Wellbeing

Setting Healthy Limits for Gaming

Many parents are concerned with the almost obsessive nature in which children play video games. Over 90% of children play electronic or computerised games, and 25% play for three hours a day or longer (Petry, 2019). When played in moderation, research suggests that such games can be harmless and without adverse side effects.  However, if you have a child who plays video games, chances are that you have experienced difficulties in setting boundaries and expectations.
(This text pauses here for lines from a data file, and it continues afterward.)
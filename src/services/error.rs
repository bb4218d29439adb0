use serde_json::Value;
use thiserror::Error;

use crate::repository::StoreError;

#[derive(Debug, Error)]
pub enum ServiceError {
    #[error("{resource} '{identifier}' not found")]
    NotFound {
        resource: &'static str,
        identifier: String,
        details: Option<Value>,
    },

    #[error("{0}")]
    BadRequest(String),

    #[error("Database error: {0}")]
    Database(#[from] StoreError),

    #[error("{0}")]
    Internal(String),
}

impl ServiceError {
    pub fn not_found(resource: &'static str, identifier: impl Into<String>) -> Self {
        Self::NotFound {
            resource,
            identifier: identifier.into(),
            details: None,
        }
    }

    pub fn bad_request(message: impl Into<String>) -> Self {
        Self::BadRequest(message.into())
    }
}

/// Reject `value` unless it lies in `min..=max`.
pub(crate) fn check_range(name: &str, value: i64, min: i64, max: i64) -> Result<(), ServiceError> {
    if (min..=max).contains(&value) {
        Ok(())
    } else {
        Err(ServiceError::bad_request(format!(
            "{name} must be between {min} and {max}, got {value}"
        )))
    }
}
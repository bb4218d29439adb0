//! Batter profiles and recent form.

use tracing::debug;

use super::error::check_range;
use super::{resolve_player, ServiceError};
use crate::models::{CareerProfile, RecentForm, SeasonProfile};
use crate::repository::DbContext;

/// Largest recent-form window a caller may ask for.
pub const MAX_RECENT_MATCHES: i64 = 20;

#[derive(Clone)]
pub struct BatterService {
    ctx: DbContext,
}

impl BatterService {
    pub fn new(ctx: DbContext) -> Self {
        Self { ctx }
    }

    /// Career totals folded from every season the batter has faced a ball in.
    pub async fn career_profile(&self, name: &str) -> Result<CareerProfile, ServiceError> {
        let batter = match self.ctx.players().resolve(name).await? {
            Some(canonical) => canonical,
            None => return Err(ServiceError::not_found("Batter", name)),
        };
        let seasons = self.ctx.batters().season_profiles(&batter, None).await?;
        CareerProfile::from_seasons(batter, &seasons)
            .ok_or_else(|| ServiceError::not_found("Batter", name))
    }

    /// Per-season profiles, oldest first.
    ///
    /// Returns the canonical name with the seasons. With a season filter an
    /// empty list means "no data that season"; without one it is NotFound.
    pub async fn season_profiles(
        &self,
        name: &str,
        season: Option<&str>,
    ) -> Result<(String, Vec<SeasonProfile>), ServiceError> {
        let batter = resolve_player(&self.ctx, name).await?;
        let seasons = self.ctx.batters().season_profiles(&batter, season).await?;
        if seasons.is_empty() && season.is_none() {
            return Err(ServiceError::not_found("Batter", name));
        }
        Ok((batter, seasons))
    }

    /// The batter's last `matches` matches, most recent (highest id) first.
    pub async fn recent_form(
        &self,
        name: &str,
        matches: i64,
        season: Option<&str>,
    ) -> Result<RecentForm, ServiceError> {
        check_range("matches", matches, 1, MAX_RECENT_MATCHES)?;
        let batter = resolve_player(&self.ctx, name).await?;
        let form = self.ctx.batters().recent_form(&batter, matches, season).await?;
        debug!("Recent form for {}: {} matches", batter, form.matches.len());
        Ok(form)
    }
}
use std::collections::BTreeMap;
use std::fmt;

use thiserror::Error;

use crate::models::Delivery;

pub const MAX_WICKETS: i64 = 10;
/// Twenty six-ball overs.
pub const MAX_LEGAL_BALLS: i64 = 120;

/// Per-innings totals gathered while validating a match.
#[derive(Debug, Clone, Copy, Default, PartialEq, Eq)]
pub struct InningsSummary {
    pub innings: i32,
    pub runs: i64,
    pub wickets: i64,
    pub legal_balls: i64,
}

#[derive(Debug, Clone, Copy, PartialEq, Eq)]
pub enum Violation {
    TooManyWickets(i64),
    TooManyLegalBalls(i64),
}

impl fmt::Display for Violation {
    fn fmt(&self, f: &mut fmt::Formatter<'_>) -> fmt::Result {
        match self {
            Self::TooManyWickets(n) => write!(f, "{n} wickets (max {MAX_WICKETS})"),
            Self::TooManyLegalBalls(n) => write!(f, "{n} legal balls (max {MAX_LEGAL_BALLS})"),
        }
    }
}

#[derive(Debug, Clone, Copy, PartialEq, Eq, Error)]
#[error("innings {innings} has {violation}")]
pub struct ValidationError {
    pub innings: i32,
    pub violation: Violation,
}

/// Check every innings against the wicket and legal-ball limits.
///
/// Returns the per-innings totals in innings order when all limits hold.
pub fn validate(deliveries: &[Delivery]) -> Result<Vec<InningsSummary>, ValidationError> {
    let mut by_innings: BTreeMap<i32, InningsSummary> = BTreeMap::new();

    for d in deliveries {
        let summary = by_innings.entry(d.innings).or_insert_with(|| InningsSummary {
            innings: d.innings,
            ..Default::default()
        });
        summary.runs += i64::from(d.total_runs());
        if d.is_wicket {
            summary.wickets += 1;
        }
        if d.is_legal_ball {
            summary.legal_balls += 1;
        }
    }

    for summary in by_innings.values() {
        if summary.wickets > MAX_WICKETS {
            return Err(ValidationError {
                innings: summary.innings,
                violation: Violation::TooManyWickets(summary.wickets),
            });
        }
        if summary.legal_balls > MAX_LEGAL_BALLS {
            return Err(ValidationError {
                innings: summary.innings,
                violation: Violation::TooManyLegalBalls(summary.legal_balls),
            });
        }
    }

    Ok(by_innings.into_values().collect())
}

#[cfg(test)]
mod tests {
    use super::*;
    use crate::models::Phase;

    fn ball(innings: i32, seq: i32, legal: bool, wicket: bool, runs: i32) -> Delivery {
        let over = (seq - 1) / 6;
        Delivery {
            match_id: 1,
            innings,
            delivery_seq: seq,
            season: "2011".into(),
            venue: "Wankhede Stadium".into(),
            over,
            ball: (seq - 1) % 6 + 1,
            batting_team: "Mumbai Indians".into(),
            batter: "SR Tendulkar".into(),
            bowler: "DW Steyn".into(),
            non_striker: "AT Rayudu".into(),
            runs_batter: runs,
            runs_extras: if legal { 0 } else { 1 },
            extras_type: (!legal).then(|| "wides".to_string()),
            is_legal_ball: legal,
            is_wicket: wicket,
            dismissed_batter: wicket.then(|| "SR Tendulkar".to_string()),
            wicket_type: wicket.then(|| "caught".to_string()),
            phase: Phase::from_over(over),
        }
    }

    fn innings(n: i32, legal_balls: i32, wickets: i32) -> Vec<Delivery> {
        (1..=legal_balls)
            .map(|seq| ball(n, seq, true, seq <= wickets, 1))
            .collect()
    }

    #[test]
    fn test_full_match_passes() {
        let mut deliveries = innings(1, 120, 6);
        deliveries.extend(innings(2, 120, 4));
        deliveries.push(ball(2, 121, false, false, 0));

        let summaries = validate(&deliveries).unwrap();
        assert_eq!(summaries.len(), 2);
        assert_eq!(
            summaries[0],
            InningsSummary { innings: 1, runs: 120, wickets: 6, legal_balls: 120 }
        );
        assert_eq!(summaries[1].legal_balls, 120);
        assert_eq!(summaries[1].runs, 121);
    }

    #[test]
    fn test_ten_wickets_allowed_eleven_rejected() {
        assert!(validate(&innings(1, 60, 10)).is_ok());

        let err = validate(&innings(1, 60, 11)).unwrap_err();
        assert_eq!(err.innings, 1);
        assert_eq!(err.violation, Violation::TooManyWickets(11));
        assert_eq!(err.to_string(), "innings 1 has 11 wickets (max 10)");
    }

    #[test]
    fn test_too_many_legal_balls_rejected() {
        let mut deliveries = innings(1, 100, 0);
        deliveries.extend(innings(2, 121, 0));
        let err = validate(&deliveries).unwrap_err();
        assert_eq!(err.innings, 2);
        assert_eq!(err.violation, Violation::TooManyLegalBalls(121));
    }

    #[test]
    fn test_illegal_balls_do_not_count() {
        let mut deliveries = innings(1, 120, 0);
        deliveries.extend((121..=130).map(|seq| ball(1, seq, false, false, 0)));
        assert!(validate(&deliveries).is_ok());
    }

    #[test]
    fn test_empty_is_valid() {
        assert!(validate(&[]).unwrap().is_empty());
    }
}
Parents typically become worried about gaming when their child begins neglecting homework, staying up late at night, arriving to school feeling tired, or forgoing social commitments. In such circumstances it is not uncommon to hear parents say their child is ‘addicted to video games’. The point of this article is not to debate whether or not video gaming addiction exists (it was included in the fifth edition of the Diagnostic and Statistical Manual of Mental Disorders DSM-V as a condition warranting more clinical research and experience before being considered as a formal disorder) but rather to highlight strategies that can be used to set and enforce limits on video games. The following strategies were sourced in an article by the Child Mind Institute (2019) and based on the book Pause and Reset: A parent’s guide to preventing and overcoming problems with gaming written by Dr. Nancy Petry:

  1. Gaming should occur only after all other responsibilities have been undertaken for the day. These responsibilities should include homework and household chores. It is worth checking the quality of said chores and homework to ensure your child has not rushed the work in a bid to access the games earlier. Playing video games should be viewed as a privilege and not a right.
  2. Place clear limits on your child’s gaming. The American Academy of Paediatrics suggests children should have no more than an allotted 30-60minutes per school day and 2-hours or less on non-school days. For children under the age of 6, they recommend no more than 1 hour in total of screen timeper day. It is worth mentioning that some days should involve no gaming at all. The following website has an excellent tool which allows you to develop a Family Media Plan which includes: screen free zones in the house, screen free times, device curfews, balancing online and offline time, using manners, digital citizenship, online safety and exercise and sleep.

https://www.healthychildren.org/English/media/Pages/default.aspx#wizard

  1. When designing your rules, consider a reasonable time for reassessment. You will likely achieve greater buy-in from your child if they are aware change is temporary as opposed to permanent. Petry (2019) suggests 1 or 2 months followed by a revaluation of the rules. For example, you may decide the initial plan is too restrictive and may decide to loosen it if your child is adhering to it. Remember, it is much easier to loosen restrictions than to tighten them.
  2. Determine realistic consequences for breaking the rules. Whatever is agreed upon in the family must be enforceable and immediately applicable. A reasonable consequence would be for a complete ban on gaming for several days if they do not abide by the rules.
  3. Be aware of the games your child is playing and make sure you approve. As a parent, it is a useful strategy to find out about your child’s preferred games. In addition to rules regarding playing times, rules should also be stipulated to the type of games allowed. You can and should prevent purchase and use of games with extreme violence or graphical sexual content.
  4. Consistently monitor and apply established rules. One of the most important factors of any boundary setting is to follow through with consequences immediately if your child breaks the rules. You must feel comfortable with the plan you propose, and you must be committed, willing and able to follow through with it. If both parents are involved, then both must be on board with the monitoring of gaming and rules surrounding it.
  5. Identity other recreational activities. Look to provide opportunities to engage your child in activities other than video games. Your child will play video games largely because they are good at it and it is therefore important to find replacement activities that your child can also succeed in. Playing video games these days is readily accessible – they are often just a click away – and they will often partake in such activities when they have free time.  It is therefore important to actively promote what your child can do in their free time.
  6. Offer positive reinforcement for non-gaming activities. Provide rewards to your child for undertaking activities that do not relate to gaming. These rewards can be tangible, involving goods, services or even money in extreme situations. They may also be intangible such as verbal praise or simply attention. Often families who experience problematic gaming may encounter strained or fractured relationships. One of the ways to ameliorate this and improve that relationship is to introduce positive reinforcements for non-gaming activities.   

 

Petry, N. (2019). Pause and Reset: A Parent’s Guide to Preventing and Overcoming Problem’s      with Gaming (1st ed.). Ney York, NY: Oxford University Press.